To demonstrate the ease of integrating third party products with the PAC, we decided to connect a Logitech F710 Gamepad (LGP) using its supplied USB interface (receiver). Our goal was to determine the degree of difficulty required to interface the two devices and allow for basic motion control capabilities.
How We Developed It
Currently Parker does not provide a Software Developer Kit (SDK) for the PAC. Instead we developed a VB.Net application using Microsoft’s Visual Studio to interpret the LPG’s buttons and joystick data. Microsoft includes .NET Frameworks to interface to their Xbox 360 game controller which is functionally the same as the LGP.
The application runs on an external PC and connects to the PAC via a Modbus/TCP client that utilizes a Modbus Client library that we had on hand. In the VB.Net application, we created a simple GUI (Window) in order to monitor the LGP and Modbus connections for debugging and demonstration.
The Window includes a Settings menu with an “Always On Top” selection to ease debugging etc. The button states are displayed, as well as the XY positions of the 2 joysticks. The Modbus connection’s IP address is fixed at the default for Port X2 on the PAC, however this could be made user-adjustable.
The Modbus connection status, a connect/re-connect Button, and the value for a Heartbeat are also displayed. The Heartbeat is a continuously changing (increments each Modbus cycle) value that the PAC uses to monitor the connection.
The PAC is configured as a Modbus Slave and left at the default 10 Words In/Out.
How It Functioned
The application takes each joystick’s XY position data (+/- 1.0 Decimal), multiplies it by 10,000, and sends it as a 16 Bit Integer value. The Watchdog value is sent as a 16 Bit Integer. The Button Statuses are logically OR’d into a 16 Bit Word and sent.
The joysticks have a small dead band (0.0 value) around the center positions, which is a nice feature as no additional code is required.
We mapped the LGP Buttons as follows:
- Blue (X) Toggles whether the LGP has control
- Yellow (Y) Reinitiates the Axes
- Green (A) Enables the Axes
- Red (B) Disables the Axes
We mapped the LGP joysticks as follows:
- Left (Left/Right) Axis X Velocity
- Left (Up/Down) Axis Y Velocity
- Right (Left/Right) Axis Z Velocity
- Right (Up/Down) Axis Theta Velocity
In the PAC program (POU), the incoming joystick position values are converted to REAL numbers by dividing by 10000.0 then multiplied by a maximum speed value (visMaxSpeed). The Acceleration/Deceleration values are set high for crisp response to the commands. The Axes are controlled in LGP mode via MC_ControlAxisByVel Function Blocks.
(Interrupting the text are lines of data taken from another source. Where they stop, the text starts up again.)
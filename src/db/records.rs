//! Shift-scoped record lists: append, list, delete.
//!
//! Each (process, record kind, shift) triple owns one list. Every mutation
//! reads the current list, changes it in memory and writes the whole list
//! back under the same key.
//!
//! ## Usage
//!
//! ```rust
//! use mest::db::records::RecordStore;
//! use mest::db::store::MemoryStore;
//! use mest::libs::record::MaintenanceRecord;
//! use mest::libs::shift::{ProcessId, Shift};
//!
//! let records = RecordStore::new(MemoryStore::new());
//! let p1 = ProcessId::new("P1");
//! records.append(&p1, Shift::A, MaintenanceRecord::from_minutes(30, "clean", None, 0))?;
//! assert_eq!(records.list::<MaintenanceRecord>(&p1, Shift::A)?.len(), 1);
//! assert!(records.list::<MaintenanceRecord>(&p1, Shift::B)?.is_empty());
//! # Ok::<(), anyhow::Error>(())
//! ```

use crate::db::store::{read_json, write_json, KeyValueStore, StoreKey};
use crate::libs::error::EntryError;
use crate::libs::record::{RecordId, ShiftRecord};
use crate::libs::shift::{ProcessId, Shift};
use anyhow::Result;

pub struct RecordStore<S> {
    store: S,
}

impl<S: KeyValueStore> RecordStore<S> {
    pub fn new(store: S) -> Self {
        Self { store }
    }

    pub fn store(&self) -> &S {
        &self.store
    }

    fn key<R: ShiftRecord>(process: &ProcessId, shift: Shift) -> StoreKey {
        StoreKey::records(process.clone(), R::KIND, shift)
    }

    /// The stored list, or an empty one when nothing was stored yet.
    pub fn list<R: ShiftRecord>(&self, process: &ProcessId, shift: Shift) -> Result<Vec<R>> {
        Ok(read_json(&self.store, &Self::key::<R>(process, shift))?.unwrap_or_default())
    }

    /// Appends without deduplication and returns the new list.
    pub fn append<R: ShiftRecord>(&self, process: &ProcessId, shift: Shift, record: R) -> Result<Vec<R>> {
        let key = Self::key::<R>(process, shift);
        let mut records: Vec<R> = read_json(&self.store, &key)?.unwrap_or_default();
        records.push(record);
        write_json(&self.store, &key, &records)?;
        tracing::debug!(key = %key, len = records.len(), "appended record");
        Ok(records)
    }

    /// Removes the element at a 0-based position.
    ///
    /// An out-of-range position fails with [`EntryError::IndexOutOfRange`]
    /// and leaves the stored list exactly as it was.
    pub fn delete_at<R: ShiftRecord>(&self, process: &ProcessId, shift: Shift, index: usize) -> Result<Vec<R>> {
        let key = Self::key::<R>(process, shift);
        let mut records: Vec<R> = read_json(&self.store, &key)?.unwrap_or_default();
        if index >= records.len() {
            return Err(EntryError::IndexOutOfRange { index, len: records.len() }.into());
        }
        records.remove(index);
        write_json(&self.store, &key, &records)?;
        tracing::debug!(key = %key, index, "deleted record");
        Ok(records)
    }

    /// Removes the record with the given id. An unknown id is `RecordNotFound`.
    pub fn delete_by_id<R: ShiftRecord>(&self, process: &ProcessId, shift: Shift, id: RecordId) -> Result<Vec<R>> {
        let key = Self::key::<R>(process, shift);
        let mut records: Vec<R> = read_json(&self.store, &key)?.unwrap_or_default();
        let Some(index) = records.iter().position(|r| r.id() == id) else {
            return Err(EntryError::RecordNotFound(id.to_string()).into());
        };
        records.remove(index);
        write_json(&self.store, &key, &records)?;
        tracing::debug!(key = %key, id = %id, "deleted record");
        Ok(records)
    }
}

#[cfg(test)]
mod tests {
    use super::*;
    use crate::db::store::MemoryStore;
    use crate::libs::record::{DowntimeRecord, MaintenanceRecord};

    fn p1() -> ProcessId {
        ProcessId::new("P1")
    }

    #[test]
    fn delete_of_just_appended_restores_list() {
        let records = RecordStore::new(MemoryStore::new());
        records.append(&p1(), Shift::A, MaintenanceRecord::from_minutes(10, "a", None, 0)).unwrap();
        let original = records.append(&p1(), Shift::A, MaintenanceRecord::from_minutes(20, "b", None, 0)).unwrap();

        let grown = records.append(&p1(), Shift::A, MaintenanceRecord::from_minutes(30, "c", None, 0)).unwrap();
        let restored = records.delete_at::<MaintenanceRecord>(&p1(), Shift::A, grown.len() - 1).unwrap();

        assert_eq!(restored, original);
        assert_eq!(records.list::<MaintenanceRecord>(&p1(), Shift::A).unwrap(), original);
    }

    #[test]
    fn out_of_range_delete_keeps_list() {
        let records = RecordStore::new(MemoryStore::new());
        let before = records.append(&p1(), Shift::A, DowntimeRecord::from_minutes(5, "", "jam", 0)).unwrap();

        let err = records.delete_at::<DowntimeRecord>(&p1(), Shift::A, 3).unwrap_err();
        assert_eq!(
            err.downcast_ref::<EntryError>(),
            Some(&EntryError::IndexOutOfRange { index: 3, len: 1 })
        );
        assert_eq!(records.list::<DowntimeRecord>(&p1(), Shift::A).unwrap(), before);
    }

    #[test]
    fn maintenance_and_downtime_are_separate_lists() {
        let records = RecordStore::new(MemoryStore::new());
        records.append(&p1(), Shift::A, MaintenanceRecord::from_minutes(10, "a", None, 0)).unwrap();

        assert!(records.list::<DowntimeRecord>(&p1(), Shift::A).unwrap().is_empty());
        assert!(records.delete_at::<DowntimeRecord>(&p1(), Shift::A, 0).is_err());
        assert_eq!(records.list::<MaintenanceRecord>(&p1(), Shift::A).unwrap().len(), 1);
    }

    #[test]
    fn delete_by_id_targets_one_record() {
        let records = RecordStore::new(MemoryStore::new());
        let first = MaintenanceRecord::from_minutes(10, "a", None, 0);
        let second = MaintenanceRecord::from_minutes(20, "b", None, 0);
        let second_id = second.id;
        records.append(&p1(), Shift::C, first.clone()).unwrap();
        records.append(&p1(), Shift::C, second).unwrap();

        let left = records.delete_by_id::<MaintenanceRecord>(&p1(), Shift::C, second_id).unwrap();
        assert_eq!(left, vec![first]);

        let err = records.delete_by_id::<MaintenanceRecord>(&p1(), Shift::C, second_id).unwrap_err();
        assert!(matches!(err.downcast_ref::<EntryError>(), Some(EntryError::RecordNotFound(_))));
    }
}
//! Typed keys and the key-value interface shift data is stored through.
//!
//! Every piece of shift-scoped state lives under a [`StoreKey`]. The key is a
//! structured value rather than a formatted string, so a process id that
//! happens to contain `_maintenance_` can never collide with another key.
//! `Display` still renders the flat layout the dashboard used
//! (`process_{id}_maintenance_{shift}`, ...) for logs and exports.
//!
//! ## Usage
//!
//! ```rust
//! use mest::db::store::{KeyValueStore, MemoryStore, StoreKey};
//! use mest::libs::shift::{EquipmentField, EquipmentId, Shift};
//!
//! let store = MemoryStore::new();
//! let key = StoreKey::equipment(EquipmentId::new("CNC-2"), EquipmentField::Memo, Shift::B);
//! store.set(&key, "spindle noisy")?;
//! assert_eq!(store.get(&key)?.as_deref(), Some("spindle noisy"));
//! # Ok::<(), anyhow::Error>(())
//! ```

use crate::libs::shift::{EquipmentField, EquipmentId, ProcessId, RecordKind, Shift, ShiftKey};
use crate::libs::messages::Message;
use crate::msg_warning;
use anyhow::Result;
use parking_lot::Mutex;
use serde::de::DeserializeOwned;
use serde::Serialize;
use std::collections::HashMap;
use std::fmt;
use std::sync::Arc;

/// Address of one stored value.
#[derive(Debug, Clone, PartialEq, Eq, Hash)]
pub enum StoreKey {
    /// A maintenance or downtime list.
    Records(ShiftKey),
    /// Input-block state of a process.
    Blocks { process: ProcessId, shift: Shift },
    /// A plain-string equipment note.
    Equipment {
        equipment: EquipmentId,
        field: EquipmentField,
        shift: Shift,
    },
}

/// Column values of a key as the SQLite backend stores them.
#[derive(Debug, Clone, PartialEq, Eq)]
pub struct KeyParts<'a> {
    pub scope: &'static str,
    pub owner: &'a str,
    pub field: &'static str,
    pub shift: Shift,
}

impl StoreKey {
    pub fn records(process: ProcessId, kind: RecordKind, shift: Shift) -> Self {
        StoreKey::Records(ShiftKey::new(process, kind, shift))
    }

    pub fn blocks(process: ProcessId, shift: Shift) -> Self {
        StoreKey::Blocks { process, shift }
    }

    pub fn equipment(equipment: EquipmentId, field: EquipmentField, shift: Shift) -> Self {
        StoreKey::Equipment { equipment, field, shift }
    }

    pub fn parts(&self) -> KeyParts<'_> {
        match self {
            StoreKey::Records(key) => KeyParts {
                scope: "process",
                owner: key.process.as_str(),
                field: key.kind.as_str(),
                shift: key.shift,
            },
            StoreKey::Blocks { process, shift } => KeyParts {
                scope: "process",
                owner: process.as_str(),
                field: "blocks",
                shift: *shift,
            },
            StoreKey::Equipment { equipment, field, shift } => KeyParts {
                scope: "equipment",
                owner: equipment.as_str(),
                field: field.as_str(),
                shift: *shift,
            },
        }
    }
}

impl fmt::Display for StoreKey {
    fn fmt(&self, f: &mut fmt::Formatter<'_>) -> fmt::Result {
        let parts = self.parts();
        write!(f, "{}_{}_{}_{}", parts.scope, parts.owner, parts.field, parts.shift)
    }
}

/// Minimal keyed storage: every write replaces the whole value under a key.
pub trait KeyValueStore {
    fn get(&self, key: &StoreKey) -> Result<Option<String>>;
    fn set(&self, key: &StoreKey, value: &str) -> Result<()>;
    fn remove(&self, key: &StoreKey) -> Result<()>;
}

/// Reads a JSON value, treating an absent or unreadable value as missing.
///
/// A value that does not parse is reported as a warning rather than an
/// error so a single corrupted key cannot lock the operator out of a shift.
pub fn read_json<T, S>(store: &S, key: &StoreKey) -> Result<Option<T>>
where
    T: DeserializeOwned,
    S: KeyValueStore + ?Sized,
{
    let Some(raw) = store.get(key)? else {
        return Ok(None);
    };

    match serde_json::from_str(&raw) {
        Ok(value) => Ok(Some(value)),
        Err(e) => {
            tracing::warn!(key = %key, error = %e, "discarding unreadable stored value");
            msg_warning!(Message::StoredValueUnreadable(key.to_string()));
            Ok(None)
        }
    }
}

pub fn write_json<T, S>(store: &S, key: &StoreKey, value: &T) -> Result<()>
where
    T: Serialize + ?Sized,
    S: KeyValueStore + ?Sized,
{
    store.set(key, &serde_json::to_string(value)?)
}

/// Process-local store used by tests and one-off calculations.
#[derive(Debug, Clone, Default)]
pub struct MemoryStore {
    entries: Arc<Mutex<HashMap<StoreKey, String>>>,
}

impl MemoryStore {
    pub fn new() -> Self {
        Self::default()
    }

    pub fn len(&self) -> usize {
        self.entries.lock().len()
    }

    pub fn is_empty(&self) -> bool {
        self.entries.lock().is_empty()
    }
}

impl KeyValueStore for MemoryStore {
    fn get(&self, key: &StoreKey) -> Result<Option<String>> {
        Ok(self.entries.lock().get(key).cloned())
    }

    fn set(&self, key: &StoreKey, value: &str) -> Result<()> {
        self.entries.lock().insert(key.clone(), value.to_string());
        Ok(())
    }

    fn remove(&self, key: &StoreKey) -> Result<()> {
        self.entries.lock().remove(key);
        Ok(())
    }
}

#[cfg(test)]
mod tests {
    use super::*;

    #[test]
    fn keys_render_legacy_layout() {
        let blocks = StoreKey::blocks(ProcessId::new("P1"), Shift::B);
        assert_eq!(blocks.to_string(), "process_P1_blocks_B");

        let status = StoreKey::equipment(EquipmentId::new("E7"), EquipmentField::Status, Shift::C);
        assert_eq!(status.to_string(), "equipment_E7_status_C");
    }

    #[test]
    fn structured_keys_do_not_collide() {
        let store = MemoryStore::new();
        let tricky = StoreKey::records(ProcessId::new("x_maintenance_A"), RecordKind::Downtime, Shift::A);
        let plain = StoreKey::records(ProcessId::new("x"), RecordKind::Maintenance, Shift::A);

        store.set(&tricky, "[1]").unwrap();
        store.set(&plain, "[2]").unwrap();
        assert_eq!(store.get(&tricky).unwrap().as_deref(), Some("[1]"));
        assert_eq!(store.get(&plain).unwrap().as_deref(), Some("[2]"));
    }

    #[test]
    fn unreadable_json_reads_as_missing() {
        let store = MemoryStore::new();
        let key = StoreKey::blocks(ProcessId::new("P1"), Shift::A);
        store.set(&key, "{not json").unwrap();

        let value: Option<Vec<u32>> = read_json(&store, &key).unwrap();
        assert!(value.is_none());
    }
}
use super::blocks::BlockState;
use super::chart::{self, Segment};
use super::equipment::EquipmentNotes;
use super::formatter::{format_minutes, format_percent};
use super::grouping::Grouping;
use super::record::{DowntimeRecord, MaintenanceRecord, ShiftRecord};
use super::utilization::ProcessTimeSummary;
use crate::db::outbox::OutboxEntry;
use crate::libs::shift::EquipmentField;
use anyhow::Result;
use prettytable::{row, Table};

#[derive(Debug, Clone, Copy, PartialEq, Eq)]
pub enum RowKind {
    Primary { group_minutes: u32 },
    Addendum,
    Orphan,
}

/// One line of the maintenance table.
#[derive(Debug, Clone, Copy, PartialEq)]
pub struct MaintenanceRow<'a> {
    /// Position in the unfiltered list, the index `delete --index` takes.
    pub position: usize,
    pub record: &'a MaintenanceRecord,
    pub kind: RowKind,
}

/// Rows of the maintenance table, optionally limited to one block.
pub fn maintenance_rows(records: &[MaintenanceRecord], block: Option<u32>) -> Vec<MaintenanceRow<'_>> {
    let position = |record: &MaintenanceRecord| records.iter().position(|r| r.id == record.id).unwrap_or(0);
    let groups = match block {
        Some(block) => records.group_block(block),
        None => records.groups(),
    };

    let mut rows = Vec::new();
    for group in groups {
        rows.push(MaintenanceRow {
            position: position(group.primary),
            record: group.primary,
            kind: RowKind::Primary {
                group_minutes: group.minutes,
            },
        });
        for addendum in group.addenda {
            rows.push(MaintenanceRow {
                position: position(addendum),
                record: addendum,
                kind: RowKind::Addendum,
            });
        }
    }
    for orphan in records.orphaned_addenda() {
        if block.is_none() || block == Some(orphan.block()) {
            rows.push(MaintenanceRow {
                position: position(orphan),
                record: orphan,
                kind: RowKind::Orphan,
            });
        }
    }
    rows
}

pub struct View {}

impl View {
    /// Maintenance list grouped by block, addenda indented under their primary.
    pub fn maintenance(records: &[MaintenanceRecord], block: Option<u32>) -> Result<()> {
        let mut table = Table::new();

        table.add_row(row!["#", "ID", "BLOCK", "DURATION", "GROUP", "EQUIPMENT", "DESCRIPTION"]);
        for row in maintenance_rows(records, block) {
            let record = row.record;
            let (group, description) = match row.kind {
                RowKind::Primary { group_minutes } => (format_minutes(group_minutes), record.description.clone()),
                RowKind::Addendum => (String::new(), format!("+ {}", record.description)),
                RowKind::Orphan => ("-".to_string(), format!("? {}", record.description)),
            };
            table.add_row(row![
                row.position,
                record.id.short(),
                record.block(),
                format_minutes(record.minutes()),
                group,
                record.equipment.as_deref().unwrap_or(""),
                description
            ]);
        }
        table.printstd();

        Ok(())
    }

    pub fn downtime(records: &[DowntimeRecord]) -> Result<()> {
        let mut table = Table::new();

        table.add_row(row!["#", "ID", "BLOCK", "DURATION", "REASON", "DESCRIPTION"]);
        for (index, record) in records.iter().enumerate() {
            table.add_row(row![
                index,
                record.id.short(),
                record.block(),
                format_minutes(record.minutes()),
                record.reason,
                record.description
            ]);
        }
        table.printstd();

        Ok(())
    }

    pub fn summary(summary: &ProcessTimeSummary, width: usize) -> Result<()> {
        let mut table = Table::new();

        table.add_row(row!["", "CATEGORY", "DURATION", "SHARE"]);
        for slice in chart::slices(summary) {
            table.add_row(row![
                slice.segment.glyph(),
                slice.segment.label(),
                format_minutes(slice.minutes),
                format_percent(slice.fraction * 100.0)
            ]);
        }
        table.printstd();

        if width > 0 {
            println!("[{}]", chart::bar(summary, width));
            let legend: Vec<String> = Segment::ALL
                .iter()
                .map(|s| format!("{} {}", s.glyph(), s.label()))
                .collect();
            println!(" {}", legend.join("  "));
        }

        Ok(())
    }

    pub fn blocks(blocks: &[BlockState]) -> Result<()> {
        let mut table = Table::new();

        table.add_row(row!["BLOCK", "YIELD", "MATERIAL", "DRAFT"]);
        for (index, block) in blocks.iter().enumerate() {
            let draft = block
                .draft
                .as_ref()
                .map(|d| format!("{}~{} {}", d.start, d.end, d.description))
                .unwrap_or_default();
            let yield_count = block.yield_count.map(|count| count.to_string()).unwrap_or_default();
            table.add_row(row![index, yield_count, block.material.as_deref().unwrap_or(""), draft]);
        }
        table.printstd();

        Ok(())
    }

    pub fn equipment(notes: &EquipmentNotes) -> Result<()> {
        let mut table = Table::new();

        table.add_row(row!["FIELD", "VALUE"]);
        for field in EquipmentField::ALL {
            table.add_row(row![field.as_str(), notes.get(field).unwrap_or("")]);
        }
        table.printstd();

        Ok(())
    }

    pub fn outbox(entries: &[OutboxEntry]) -> Result<()> {
        let mut table = Table::new();

        table.add_row(row!["ID", "METHOD", "PATH", "ATTEMPTS", "QUEUED", "LAST ERROR"]);
        for entry in entries {
            table.add_row(row![
                entry.id,
                entry.method,
                entry.path,
                entry.attempts,
                entry.created_at.format("%Y-%m-%d %H:%M"),
                entry.last_error.as_deref().unwrap_or("")
            ]);
        }
        table.printstd();

        Ok(())
    }

    /// Server documents, one row each: the id and the remaining fields as JSON.
    pub fn remote(items: &[serde_json::Value]) -> Result<()> {
        let mut table = Table::new();

        table.add_row(row!["ID", "DATA"]);
        for item in items {
            let mut fields = item.as_object().cloned().unwrap_or_default();
            let id = fields
                .remove("id")
                .or_else(|| fields.remove("_id"))
                .map(|id| id.as_str().map(str::to_string).unwrap_or_else(|| id.to_string()))
                .unwrap_or_default();
            table.add_row(row![id, serde_json::to_string(&fields)?]);
        }
        table.printstd();

        Ok(())
    }
}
If the LGP WatchDog (iGPHeartBeat) value was constant for more than a set time (50 ms), the PAC reverted back to local control and stopped the axes.
The observed response to the joystick inputs was near real time and was acceptable for use in an actual application. Even though the LGP is not an industrial type device, it would be fine in a lab or other type of similar environment.
This code was added to an existing application that included a multi-axis Interpolator that we have developed, as well as a GCode executor. LGP status and settings were added to the basic Visualization that we had created to test and debug our Interpolator./p>
It was interesting to see what can be achieved with a < $50.00 game controller and some creative coding. It should be noted that all of the software used for this experiment was freely available including the Parker Application Manager (PAM) used for the PAC.